Abstract

There is great interest to develop proactive approaches to cyber defense, in which future attack strategies are anticipated and these insights are incorporated into defense designs. This chapter considers the problem of protecting computer networks against intrusions and other disruptions in a proactive manner. We begin by leveraging the coevolutionary relationship between attackers and defenders to derive two new proactive filter-based methods for network defense. The first of these filters is a bipartite graph-based machine learning algorithm that enables information concerning previous attacks to be “transferred” for application against novel attacks, thereby substantially increasing the rate at which defense systems can successfully respond to new attacks.

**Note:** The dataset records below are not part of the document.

use std::process::ExitCode;

use anyhow::Result;
use log::error;

use file_gather::prelude::*;

fn run() -> Result<()> {
    let matches = concat_command().get_matches();

    init_logger(get_verbosity(&matches), get_log_file(&matches)?.as_deref())?;

    let options = concatenation_options(&matches)?;
    concatenate_files(options)?;

    Ok(())
}

fn main() -> ExitCode {
    human_panic::setup_panic!();

    match run() {
        Ok(()) => ExitCode::SUCCESS,
        Err(e) => {
            if log::log_enabled!(log::Level::Error) {
                error!("Error: {e:#}");
            } else {
                eprintln!("Error: {e:#}");
            }
            ExitCode::FAILURE
        }
    }
}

The second approach involves exploiting basic threat information (obtained from, for example, network security analysts) to generate “synthetic” attack data for use in learning appropriate defense actions, resulting in network defenses that are effective against both current and (near) future attacks. The utility of these two filter-based methods is demonstrated by showing that they outperform standard techniques for the task of detecting malicious network activity in two publicly available cyber datasets. We then consider the problem of anticipating and characterizing impending attack events with sufficient specificity and timeliness to enable mitigating defensive actions to be taken, and propose a novel early warning method as a solution to this problem. The warning method is based upon the fact that certain classes of attacks require the attackers to coordinate their actions, and exploits signatures of this coordination to provide effective attack warning. The potential of the warning-based approach to cyber defense is illustrated through a case study involving politically motivated Internet attacks.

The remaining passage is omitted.